Stored items
=== Section Start ===
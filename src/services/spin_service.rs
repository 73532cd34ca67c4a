use crate::database::DbPool;
use crate::entities::{
    TransactionType, spin_history_entity as history, spin_reward_entity as rewards,
    user_entity as users,
};
use crate::error::{AppError, AppResult};
use crate::models::{SpinHistoryResponse, SpinResultResponse, SpinRewardResponse};
use crate::services::setting_service::SPIN_DAILY_LIMIT;
use crate::services::{LedgerEntry, LedgerReference, SettingService, WalletService};
use chrono::Utc;
use rand::Rng;
use sea_orm::{
    ActiveModelTrait, ColumnTrait, ConnectionTrait, EntityTrait, PaginatorTrait, QueryFilter,
    QueryOrder, QuerySelect, Set, TransactionTrait,
};

/// Walks the catalog subtracting each weight from `roll` and returns the
/// first reward at which the remainder drops to zero or below. `roll` is
/// expected in `[0, total_weight)`; the first reward is the fallback.
pub fn pick_weighted(catalog: &[rewards::Model], roll: f64) -> Option<&rewards::Model> {
    let first = catalog.first()?;
    let mut remaining = roll;
    for reward in catalog {
        remaining -= f64::from(reward.probability);
        if remaining <= 0.0 {
            return Some(reward);
        }
    }
    Some(first)
}

pub fn total_weight(catalog: &[rewards::Model]) -> i64 {
    catalog.iter().map(|r| i64::from(r.probability)).sum()
}

#[derive(Clone)]
pub struct SpinService {
    pool: DbPool,
}

impl SpinService {
    pub fn new(pool: DbPool) -> Self {
        Self { pool }
    }

    async fn active_rewards(&self) -> AppResult<Vec<rewards::Model>> {
        Ok(rewards::Entity::find()
            .filter(rewards::Column::IsActive.eq(true))
            .order_by_asc(rewards::Column::Id)
            .all(&*self.pool)
            .await?)
    }

    pub async fn list_rewards(&self) -> AppResult<Vec<SpinRewardResponse>> {
        Ok(self
            .active_rewards()
            .await?
            .into_iter()
            .map(Into::into)
            .collect())
    }

    /// Counts today's spins on `conn`. Callers hold the user row lock so
    /// concurrent spins see each other's history rows.
    async fn enforce_daily_limit_with<C: ConnectionTrait>(conn: &C, user_id: i64) -> AppResult<()> {
        let limit = SettingService::get_i64_with(conn, SPIN_DAILY_LIMIT, 0).await?;
        if limit <= 0 {
            return Ok(());
        }
        let start_of_day = Utc::now()
            .date_naive()
            .and_hms_opt(0, 0, 0)
            .map(|t| t.and_utc())
            .ok_or_else(|| AppError::InternalError("invalid start of day".to_string()))?;
        let spins_today = history::Entity::find()
            .filter(history::Column::UserId.eq(user_id))
            .filter(history::Column::CreatedAt.gte(start_of_day))
            .count(conn)
            .await?;
        if spins_today as i64 >= limit {
            return Err(AppError::ThresholdNotMet(format!(
                "Daily spin limit of {limit} reached"
            )));
        }
        Ok(())
    }

    pub async fn spin(&self, user_id: i64) -> AppResult<SpinResultResponse> {
        let catalog = self.active_rewards().await?;
        if catalog.is_empty() {
            return Err(AppError::ValidationError("No rewards available".to_string()));
        }

        let txn = self.pool.begin().await?;
        users::Entity::find_by_id(user_id)
            .lock_exclusive()
            .one(&txn)
            .await?
            .ok_or_else(|| AppError::NotFound("User not found".to_string()))?;
        Self::enforce_daily_limit_with(&txn, user_id).await?;

        let total = total_weight(&catalog);
        let roll = if total > 0 {
            rand::thread_rng().gen_range(0.0..total as f64)
        } else {
            0.0
        };
        let reward = pick_weighted(&catalog, roll)
            .cloned()
            .ok_or_else(|| AppError::ValidationError("No rewards available".to_string()))?;

        let entry = history::ActiveModel {
            user_id: Set(user_id),
            reward_id: Set(reward.id),
            reward_value: Set(reward.reward_value),
            ..Default::default()
        }
        .insert(&txn)
        .await?;

        let credited = reward.credits_wallet() && reward.reward_value > 0;
        if credited {
            WalletService::credit_with(
                &txn,
                &LedgerEntry::new(
                    user_id,
                    reward.reward_value,
                    TransactionType::SpinWin,
                    format!("Spin & Win: {}", reward.display_text),
                    Some(LedgerReference::new("spin", entry.id)),
                ),
            )
            .await?;
        }
        txn.commit().await?;

        Ok(SpinResultResponse {
            reward: reward.into(),
            credited,
            history_id: entry.id,
        })
    }

    /// Newest first
    pub async fn history(&self, user_id: i64, limit: u64) -> AppResult<Vec<SpinHistoryResponse>> {
        let rows = history::Entity::find()
            .filter(history::Column::UserId.eq(user_id))
            .order_by_desc(history::Column::CreatedAt)
            .order_by_desc(history::Column::Id)
            .limit(limit)
            .all(&*self.pool)
            .await?;
        Ok(rows.into_iter().map(Into::into).collect())
    }
}

#[cfg(test)]
mod tests {
    use super::*;
    use crate::database::{IntoPool, into_transaction_log};
    use crate::entities::{
        SpinRewardType, UserRole, setting_entity as settings, transaction_entity as transactions,
        wallet_entity as wallets,
    };
    use sea_orm::{DatabaseBackend, MockDatabase, MockExecResult, Value};
    use std::collections::BTreeMap;

    fn reward(id: i64, value: i64, weight: i32) -> rewards::Model {
        typed_reward(id, SpinRewardType::CbPoints, value, weight)
    }

    fn typed_reward(id: i64, reward_type: SpinRewardType, value: i64, weight: i32) -> rewards::Model {
        rewards::Model {
            id,
            reward_type,
            reward_value: value,
            probability: weight,
            display_text: format!("{value} CB Points"),
            is_active: true,
            created_at: Utc::now(),
        }
    }

    fn default_catalog() -> Vec<rewards::Model> {
        vec![
            reward(1, 5, 30),
            reward(2, 10, 25),
            reward(3, 20, 20),
            reward(4, 50, 15),
            reward(5, 100, 7),
        ]
    }

    #[test]
    fn test_pick_boundaries() {
        let catalog = default_catalog();
        assert_eq!(pick_weighted(&catalog, 0.0).unwrap().id, 1);
        assert_eq!(pick_weighted(&catalog, 30.0).unwrap().id, 1);
        assert_eq!(pick_weighted(&catalog, 30.5).unwrap().id, 2);
        assert_eq!(pick_weighted(&catalog, 96.9).unwrap().id, 5);
    }

    #[test]
    fn test_out_of_range_roll_falls_back_to_first() {
        let catalog = default_catalog();
        assert_eq!(pick_weighted(&catalog, 1000.0).unwrap().id, 1);
        assert!(pick_weighted(&[], 0.0).is_none());
    }

    #[test]
    fn test_frequencies_follow_weights() {
        let catalog = default_catalog();
        let total = total_weight(&catalog) as f64;
        let mut rng = rand::thread_rng();
        let mut counts = [0u32; 5];
        let draws = 100_000;
        for _ in 0..draws {
            let roll = rng.gen_range(0.0..total);
            let picked = pick_weighted(&catalog, roll).unwrap();
            counts[(picked.id - 1) as usize] += 1;
        }
        for (i, reward) in catalog.iter().enumerate() {
            let expected = f64::from(reward.probability) / total;
            let observed = f64::from(counts[i]) / f64::from(draws);
            assert!(
                (observed - expected).abs() < 0.01,
                "reward {} drawn {observed:.4}, expected {expected:.4}",
                reward.id
            );
        }
    }

    #[tokio::test]
    async fn test_empty_catalog_is_rejected() {
        let db = MockDatabase::new(DatabaseBackend::Postgres)
            .append_query_results([Vec::<rewards::Model>::new()])
            .into_pool();

        match SpinService::new(db).spin(1).await {
            Err(AppError::ValidationError(msg)) => assert_eq!(msg, "No rewards available"),
            other => panic!("unexpected result: {other:?}"),
        }
    }

    fn user() -> users::Model {
        users::Model {
            id: 1,
            open_id: "open-1".to_string(),
            name: None,
            email: None,
            phone: None,
            phone_verified: false,
            login_method: None,
            role: UserRole::User,
            vip_level: 0,
            profile_image: None,
            referral_code: None,
            referred_by: None,
            two_factor_enabled: false,
            daily_login_streak: 0,
            last_login_date: None,
            is_active: true,
            is_suspended: false,
            created_at: Utc::now(),
            updated_at: Utc::now(),
            last_signed_in: Utc::now(),
        }
    }

    fn history_row(reward: &rewards::Model) -> history::Model {
        history::Model {
            id: 40,
            user_id: 1,
            reward_id: reward.id,
            reward_value: reward.reward_value,
            created_at: Utc::now(),
        }
    }

    fn wallet(balance: i64) -> wallets::Model {
        wallets::Model {
            id: 1,
            user_id: 1,
            balance,
            total_earned: balance,
            total_withdrawn: 0,
            total_spent: 0,
            last_withdrawal_date: None,
            created_at: Utc::now(),
            updated_at: Utc::now(),
        }
    }

    /// Catalog, user lock, no cap configured, history insert.
    fn through_history(reward: &rewards::Model) -> MockDatabase {
        MockDatabase::new(DatabaseBackend::Postgres)
            .append_query_results([vec![reward.clone()]])
            .append_query_results([vec![user()]])
            .append_query_results([Vec::<settings::Model>::new()])
            .append_query_results([vec![history_row(reward)]])
    }

    #[tokio::test]
    async fn test_free_spin_does_not_touch_the_wallet() {
        let free_spin = typed_reward(2, SpinRewardType::FreeSpin, 1, 10);
        let db = through_history(&free_spin).into_pool();

        let result = SpinService::new(db.clone()).spin(1).await.unwrap();
        assert!(!result.credited);
        assert_eq!(result.history_id, 40);

        let statements = format!("{:?}", into_transaction_log(db));
        assert!(statements.contains("FOR UPDATE"));
        assert!(!statements.contains("wallets"));
        assert!(!statements.contains("transactions"));
    }

    #[tokio::test]
    async fn test_cb_points_are_credited() {
        let points = reward(1, 20, 10);
        let ledger = transactions::Model {
            id: 3,
            user_id: 1,
            transaction_type: TransactionType::SpinWin,
            amount: 20,
            balance_before: 0,
            balance_after: 20,
            description: None,
            reference_id: Some(40),
            reference_type: Some("spin".to_string()),
            created_at: Utc::now(),
        };
        let db = through_history(&points)
            .append_exec_results([MockExecResult {
                last_insert_id: 0,
                rows_affected: 1,
            }])
            .append_query_results([vec![wallet(0)]])
            .append_query_results([vec![wallet(20)]])
            .append_query_results([vec![ledger]])
            .into_pool();

        let result = SpinService::new(db.clone()).spin(1).await.unwrap();
        assert!(result.credited);

        let statements = format!("{:?}", into_transaction_log(db));
        assert!(statements.contains("spin_win"));
        assert!(statements.contains("COMMIT"));
    }

    #[tokio::test]
    async fn test_daily_cap_is_counted_inside_the_lock() {
        let points = reward(1, 20, 10);
        let cap = settings::Model {
            id: 2,
            key: SPIN_DAILY_LIMIT.to_string(),
            value: "1".to_string(),
            description: None,
            updated_by: None,
            created_at: Utc::now(),
            updated_at: Utc::now(),
        };
        let db = MockDatabase::new(DatabaseBackend::Postgres)
            .append_query_results([vec![points]])
            .append_query_results([vec![user()]])
            .append_query_results([vec![cap]])
            .append_query_results([vec![BTreeMap::from([("num_items", Value::BigInt(Some(1)))])]])
            .into_pool();

        match SpinService::new(db).spin(1).await {
            Err(AppError::ThresholdNotMet(msg)) => assert_eq!(msg, "Daily spin limit of 1 reached"),
            other => panic!("unexpected result: {other:?}"),
        }
    }
}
=== Section End ===
> **Exercise instructions**
Taking the line with "SpinRewardType, UserRole, setting_entity" as the first and the line with "use std::collections::BTreeMap;" as the last, retype that stretch of the data above exactly, with no other lines.

> **Written solution**
        SpinRewardType, UserRole, setting_entity as settings, transaction_entity as transactions,
        wallet_entity as wallets,
    };
    use sea_orm::{DatabaseBackend, MockDatabase, MockExecResult, Value};
    use std::collections::BTreeMap;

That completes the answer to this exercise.